I therefore referred the problem to Mr. Wilson, the ethics counsellor. I did not know what his conclusions were going to be, but I had confidence in the Minister of Defence, as always. I repeat that he did an excellent job in his three years as Minister of Defence, both for the Department of National Defence and for Canada.

The Canadian Armed ForcesOral Question Period

2:15 p.m.

Roberval Québec

Bloc

Michel Gauthier BlocLeader of the Opposition

Mr. Speaker, it is all very well for the Prime Minister to say that he did not really know whether what the Minister of Defence had done was a problem, when the underlying principle of his code of ethics is that ministers shall neither interfere, nor appear to interfere. The former Minister of Defence had written a letter. The Prime Minister cannot expect us to believe today that he was not really sure whether or not he had contravened the code of ethics. That is just too facile.

Furthermore, in response to General Boyle's letter of resignation, the Prime Minister wrote that he had served with courage, dignity and integrity.

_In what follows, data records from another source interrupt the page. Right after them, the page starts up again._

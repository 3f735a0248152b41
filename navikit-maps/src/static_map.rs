//! Static raster map rendering.
//!
//! The only endpoint returning a binary payload. There is no envelope; a
//! non-2xx HTTP status is the only failure signal, classified by the
//! gateway.

use navikit_gateway::HttpTransport;
use tracing::debug;

use crate::client::MapsClient;
use crate::endpoints;
use crate::error::MapsError;

/// Default zoom level.
const DEFAULT_LEVEL: u8 = 16;

/// Default image edge in pixels.
const DEFAULT_SIZE: u32 = 300;

// ============================================================================
// Request
// ============================================================================

/// Parameters for a static map render.
#[derive(Debug, Clone)]
pub struct StaticMapRequest {
    /// Map center, `"lon,lat"`.
    pub center: String,
    /// Zoom level 1-20.
    pub level: u8,
    /// Image width in pixels, up to 1024.
    pub width: u32,
    /// Image height in pixels, up to 1024.
    pub height: u32,
    /// Map style: `basic`, `traffic`, `satellite`, `satellite_base`,
    /// `terrain`.
    pub maptype: String,
    /// Render scale, 1 or 2.
    pub scale: u8,
    /// Marker spec, e.g. `"type:d|size:mid|pos:127.0 37.5|color:red"`.
    pub markers: Option<String>,
    /// Path spec, e.g. `"color:0x0000FF|weight:5|127.0 37.5,127.1 37.6"`.
    pub path: Option<String>,
}

impl Default for StaticMapRequest {
    fn default() -> Self {
        Self {
            center: String::new(),
            level: DEFAULT_LEVEL,
            width: DEFAULT_SIZE,
            height: DEFAULT_SIZE,
            maptype: "basic".to_string(),
            scale: 1,
            markers: None,
            path: None,
        }
    }
}

// ============================================================================
// Client Method
// ============================================================================

impl<T: HttpTransport> MapsClient<T> {
    /// Renders a static map image (PNG bytes).
    ///
    /// # Errors
    ///
    /// Gateway failures, including classified non-2xx statuses.
    pub async fn static_map(&self, request: &StaticMapRequest) -> Result<Vec<u8>, MapsError> {
        let mut params: Vec<(&str, String)> = vec![
            ("center", request.center.clone()),
            ("level", request.level.to_string()),
            ("w", request.width.to_string()),
            ("h", request.height.to_string()),
            ("maptype", request.maptype.clone()),
            ("scale", request.scale.to_string()),
        ];
        if let Some(markers) = &request.markers {
            params.push(("markers", markers.clone()));
        }
        if let Some(path) = &request.path {
            params.push(("path", path.clone()));
        }

        debug!(center = %request.center, level = request.level, "static map render");
        self.get_bytes(endpoints::STATIC_MAP, &params).await
    }
}

#[cfg(test)]
mod tests {
    use super::*;

    #[test]
    fn defaults_match_the_documented_values() {
        let request = StaticMapRequest::default();
        assert_eq!(request.level, 16);
        assert_eq!(request.width, 300);
        assert_eq!(request.height, 300);
        assert_eq!(request.maptype, "basic");
        assert_eq!(request.scale, 1);
    }
}
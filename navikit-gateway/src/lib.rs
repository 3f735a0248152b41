// Lint configuration for this crate
#![warn(missing_docs)]
#![warn(clippy::all)]
#![warn(clippy::pedantic)]
#![allow(clippy::module_name_repetitions)]
#![allow(clippy::must_use_candidate)]

//! # Navikit Gateway
//!
//! The outbound HTTP gateway for the Naver APIs.
//!
//! This crate turns a logical request (URL, query parameters, credential)
//! into an authenticated, time-bounded, retried HTTP call, and classifies
//! failures into a stable taxonomy. It provides:
//!
//! - [`auth::Credential`] - API-key and HMAC-signed authentication schemes
//! - [`executor::RequestExecutor`] - the retry/backoff/timeout state machine
//! - [`retry::RetryPolicy`] - per-call timeout and retry budget
//! - [`error::ErrorKind`] - the failure taxonomy and status classification
//! - [`transport::HttpTransport`] - the pluggable transport seam
//!
//! ## Example
//!
//! ```ignore
//! use navikit_gateway::{Credential, RequestExecutor, RetryPolicy};
//!
//! let executor = RequestExecutor::new(RetryPolicy::default())?;
//! let credential = Credential::ApiKey {
//!     client_id: "id".into(),
//!     client_secret: "secret".into(),
//! };
//! let response = executor
//!     .get("https://naveropenapi.apigw.ntruss.com/map-geocode/v2/geocode",
//!          &[("query", "Seoul".to_string())],
//!          &credential)
//!     .await?;
//! ```

pub mod auth;
pub mod error;
pub mod executor;
pub mod retry;
pub mod transport;

// Re-export key types at crate root

// Errors & taxonomy
pub use error::{ApiFailure, ClientCause, ErrorKind, GatewayError, TransportError};

// Authentication
pub use auth::{Credential, make_signature};

// Executor & policy
pub use executor::RequestExecutor;
pub use retry::RetryPolicy;

// Transport
pub use transport::{HttpResponse, HttpTransport, ReqwestTransport};
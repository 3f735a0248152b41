//! The HTTP transport seam.
//!
//! The executor drives a [`HttpTransport`] rather than reqwest directly, so
//! tests can script response sequences without a network. The production
//! implementation is [`ReqwestTransport`].

use async_trait::async_trait;
use serde::de::DeserializeOwned;
use url::Url;

use crate::error::{ApiFailure, GatewayError, TransportError};

/// User agent string for Navikit.
const USER_AGENT: &str = concat!("navikit/", env!("CARGO_PKG_VERSION"));

// ============================================================================
// Response Envelope
// ============================================================================

/// Raw response from one HTTP attempt.
///
/// Plain data (status + body) rather than a live connection handle, so the
/// executor can hold the last response across backoff waits and tests can
/// construct responses directly.
#[derive(Debug, Clone)]
pub struct HttpResponse {
    /// HTTP status code.
    pub status: u16,
    /// Raw response body.
    pub body: Vec<u8>,
}

impl HttpResponse {
    /// Whether the status is 2xx.
    pub fn is_success(&self) -> bool {
        (200..300).contains(&self.status)
    }

    /// Body as text, lossy on invalid UTF-8.
    pub fn text(&self) -> String {
        String::from_utf8_lossy(&self.body).into_owned()
    }

    /// Deserializes the body as JSON.
    ///
    /// # Errors
    ///
    /// Returns the underlying `serde_json` error on malformed payloads.
    pub fn json<T: DeserializeOwned>(&self) -> Result<T, serde_json::Error> {
        serde_json::from_slice(&self.body)
    }

    /// Converts a failure status into a classified [`GatewayError`].
    ///
    /// The response body becomes the failure details, mirroring what the
    /// provider sends in error payloads.
    ///
    /// # Errors
    ///
    /// Returns `GatewayError::Api` when the status is not 2xx.
    pub fn ensure_success(self) -> Result<HttpResponse, GatewayError> {
        if self.is_success() {
            Ok(self)
        } else {
            let details = self.text();
            Err(GatewayError::Api(ApiFailure::from_status(
                self.status,
                details,
            )))
        }
    }
}

// ============================================================================
// Transport Trait
// ============================================================================

/// One attempt of a GET request.
///
/// Implementations perform exactly one network call per invocation; retry,
/// backoff, and deadlines belong to the executor.
#[async_trait]
pub trait HttpTransport: Send + Sync {
    /// Issues a GET request with the given headers.
    async fn get(
        &self,
        url: &Url,
        headers: &[(String, String)],
    ) -> Result<HttpResponse, TransportError>;
}

// ============================================================================
// Reqwest Transport
// ============================================================================

/// Production transport backed by `reqwest`.
///
/// Built without a client-level timeout: the executor's cancellation guard
/// owns the deadline for every attempt.
#[derive(Debug, Clone)]
pub struct ReqwestTransport {
    inner: reqwest::Client,
}

impl ReqwestTransport {
    /// Creates the production transport.
    ///
    /// # Errors
    ///
    /// Fails only if the TLS backend cannot be initialized.
    pub fn new() -> Result<Self, TransportError> {
        let inner = reqwest::Client::builder()
            .user_agent(USER_AGENT)
            .build()
            .map_err(|e| TransportError::Other(e.to_string()))?;
        Ok(Self { inner })
    }
}

#[async_trait]
impl HttpTransport for ReqwestTransport {
    async fn get(
        &self,
        url: &Url,
        headers: &[(String, String)],
    ) -> Result<HttpResponse, TransportError> {
        let mut request = self.inner.get(url.clone());
        for (name, value) in headers {
            request = request.header(name, value);
        }

        let response = request.send().await?;
        let status = response.status().as_u16();
        let body = response.bytes().await?.to_vec();

        Ok(HttpResponse { status, body })
    }
}

// ============================================================================
// Tests
// ============================================================================

#[cfg(test)]
mod tests {
    use super::*;
    use crate::error::{ClientCause, ErrorKind};

    #[test]
    fn success_statuses() {
        assert!(HttpResponse { status: 200, body: vec![] }.is_success());
        assert!(HttpResponse { status: 204, body: vec![] }.is_success());
        assert!(!HttpResponse { status: 404, body: vec![] }.is_success());
    }

    #[test]
    fn ensure_success_classifies_failures() {
        let response = HttpResponse {
            status: 403,
            body: b"no subscription".to_vec(),
        };
        let err = response.ensure_success().unwrap_err();
        match err {
            GatewayError::Api(failure) => {
                assert_eq!(failure.kind, ErrorKind::Client(ClientCause::Forbidden));
                assert_eq!(failure.status_code, Some(403));
                assert_eq!(failure.details, "no subscription");
            }
            other => panic!("unexpected error: {other:?}"),
        }
    }

    #[test]
    fn json_parses_body() {
        let response = HttpResponse {
            status: 200,
            body: br#"{"code":0}"#.to_vec(),
        };
        let value: serde_json::Value = response.json().unwrap();
        assert_eq!(value["code"], 0);
    }
}
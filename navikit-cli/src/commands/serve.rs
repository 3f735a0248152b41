//! Serve command - run the MCP stdio server.

use anyhow::Result;

use crate::config::Config;
use crate::mcp::McpServer;

/// Runs the MCP server until stdin closes.
pub async fn run(config: &Config) -> Result<()> {
    let server = McpServer::new(config)?;
    server.run().await
}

How, knowing that the accusations made under oath by Mr. Gonzales were weighing heavily against General Boyle, could the Prime Minister be so sure and praise the integrity of the chief of defence staff without even knowing the outcome of the ongoing inquiry with respect to him?

The Canadian Armed ForcesOral Question Period

2:20 p.m.

Saint-Maurice Québec

Liberal

Jean Chrétien LiberalPrime Minister

Mr. Speaker, General Boyle had testified, and had himself said that he was not aware of certain facts which the commission was investigating in this connection.

In the performance of his duties as chief of defence staff, he has done a good job. He had a very difficult task, arriving as the new head of the Armed Forces just as the commission was starting up. That was hard. This was the first time in history that there had been an inquiry of this nature. I believe that General Boyle did his best, and acquitted himself honourably. At the end, he realized that he was the subject of controversy and he submitted his resignation in a most honourable manner, and I accepted it.

As for myself, should the commission comment on this at some point, I shall have something to say, but it is the custom in Canada-and a very good one-that no one is declared guilty until there is a verdict.

The Canadian Armed ForcesOral Question Period

2:20 p.m.

Roberval Québec

Bloc

Michel Gauthier BlocLeader of the Opposition

Mr. Speaker, the Prime Minister ought to take care to add to that statement: "And, if there are accusations hanging over someone's head, the Prime Minister ought perhaps to hold back on his congratulations until there is a verdict".

The House is faced with a problem at the present time, and this is it: the Prime Minister, who was aware that his minister had intervened and broken the code of ethics, admitted it only after it became impossible for him to avoid doing so, when he was forced to do so. In his letter to General Boyle, the Prime Minister was still praising the General's integrity and good service, while fully aware that there is an ongoing inquiry, which may lead to some conclusions. At any rate, there is at least some reasonable doubt.

What are we to think of such an attitude on the part of the Prime Minister? Are we to understand that, for him, the integrity of his government is intact, just as long as no one is actually caught red-handed.

The Canadian Armed ForcesOral Question Period

2:20 p.m.

Saint-Maurice Québec

Liberal

Jean Chrétien LiberalPrime Minister

Mr. Speaker, this entire incident of last week was made public, and the decisions were made before the press was informed. I was informed on the Wednesday morning. I was informed, and the Minister of Defence received Mr. Wilson's opinion on the Thursday. He came to see me at 6 p.m. and I accepted his resignation the following morning. I think that this is totally reasonable.

It amuses me a great deal that the opposition has nothing much to say against the government and has to resort to rehashing the past. I must therefore congratulate my entire cabinet for doing a good job with the rest of government, since the opposition has nothing to say these days.